Most of the people that I have actually had contact with, people I have searched, whether their cars or homes, or people that we have questioned have been incredibly nice. So far it is difficult to tell which ones of them are thinking behind their smiles "I can't wait to kill this guy". Also, the kids adore us. It might be because we roll with all the power. They see us coming and see how cars get off the road for us and how we can go anywhere we please, I'm sure that impresses upon them, or maybe they just want chocolate. I don't know. The teenagers all try and stare us down, "mean mugging" us. This is definately a testosterone thing. I'm sure a lot of htem would actuallybe willing to take action against us too, so we just try and keep contact with them to a minimum, so nothing flares.

There are some places that we have been rolling the last few days that are known insurgent hide outs. I actually don't know what grown men do in Iraq, because so far it appears that they just sit at used car dealerships and smoke and stare down Marines... When they make threatening gestures at us we just point a big machine gun at them and it usually takes their nerve away though.

Today we were on a patrol and about to return to base when a call came over the radio that another convoy had gotten hit with an IED. They were requesting that we head their way because they thought that they had taken a scooped rifle shot, and needed someone to sweep it. We rolled on scene and got the intel from them, then determined the most probable place for a sharpshooter was in a little cluster of houses about 550 meters off the road. We sped off and dismounted in the center. I took one man from my humvee and went to the house nearest the road. The man of the house had already gotten his family out of it and was moving them into the yard, and then approached me and told me I could search his house. You could kind of tell that they had seen the routine before. We found nothing in the houses, no detonation switches. I feel like that is kind of how the next seven months are going to play out. We had another patrol tonight after dark that had a little excitement. We thought we heard some small explosions from an automotive garage so we headed over and I dismounted with our squad leader and another Marine to check it out. Just kind of weird to be snooping through a huge complex with night vision goggles on and rabid dogs yelping at you everywhere. Alas, nothing turned up though.

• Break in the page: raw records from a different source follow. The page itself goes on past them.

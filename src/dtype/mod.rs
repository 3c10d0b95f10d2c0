//! Data type system for spconv features and weights
//!
//! Sparse convolution only operates on floating-point features, so the
//! `DType` enum is limited to float types. Integer coordinates are always
//! stored as `i32` and never go through the dtype machinery.

mod element;

pub use element::Element;

use std::fmt;

/// Floating-point element types supported by spconv kernels
///
/// # Discriminant Values
///
/// The discriminant values follow a stable layout (F64=0, F32=1, F16=2,
/// BF16=3) so they can be used as compact tags.
#[derive(Copy, Clone, Debug, PartialEq, Eq, Hash)]
#[non_exhaustive]
#[repr(u8)]
pub enum DType {
    /// 64-bit floating point
    F64 = 0,
    /// 32-bit floating point (most common)
    F32 = 1,
    /// 16-bit floating point (IEEE 754), requires the `f16` feature
    F16 = 2,
    /// 16-bit brain floating point, requires the `f16` feature
    BF16 = 3,
}

impl DType {
    /// Size of one element in bytes
    #[inline]
    pub const fn size_in_bytes(self) -> usize {
        match self {
            Self::F64 => 8,
            Self::F32 => 4,
            Self::F16 | Self::BF16 => 2,
        }
    }

    /// Returns true for reduced-precision types that accumulate in f32
    #[inline]
    pub const fn is_half(self) -> bool {
        matches!(self, Self::F16 | Self::BF16)
    }

    /// Short name for display (e.g., "f32", "bf16")
    pub const fn short_name(self) -> &'static str {
        match self {
            Self::F64 => "f64",
            Self::F32 => "f32",
            Self::F16 => "f16",
            Self::BF16 => "bf16",
        }
    }
}

impl fmt::Display for DType {
    fn fmt(&self, f: &mut fmt::Formatter<'_>) -> fmt::Result {
        write!(f, "{}", self.short_name())
    }
}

This is how my life is going to be for the next seven months. I actually am enjoying it though. Until next time...

Friday, February 02, 2007

Safe in Fallujah

Hey there. Just got into Camp Fallujah last night. We flew into an airbase called TQ which is west of the city and stayed there Thursday night. We then took a convoy Friday night through the city and arrived here late. The convoy was pretty crazy, about 30 7-ton trucks, up-armored with machine gun turrets. The unit we are relieving provided the convoy, so you know they were at their best, since if we didn't make it, they weren't getting relieved. I didn't get too much of a chance to see the city as we drove through, but the times I was able to poke my head out it looked like Tiajuana, only deserted because of the curfew. We weren't allowed to poke our head out because apparently there are about one or two pretty good sharpshooters that have been giving them problems in the area. One thing I can comment on though was the smell....BAD. Anyway, I'm now in Camp Fallujah safe. We should be here for about 5 days, then we are going to be moving into our base camp.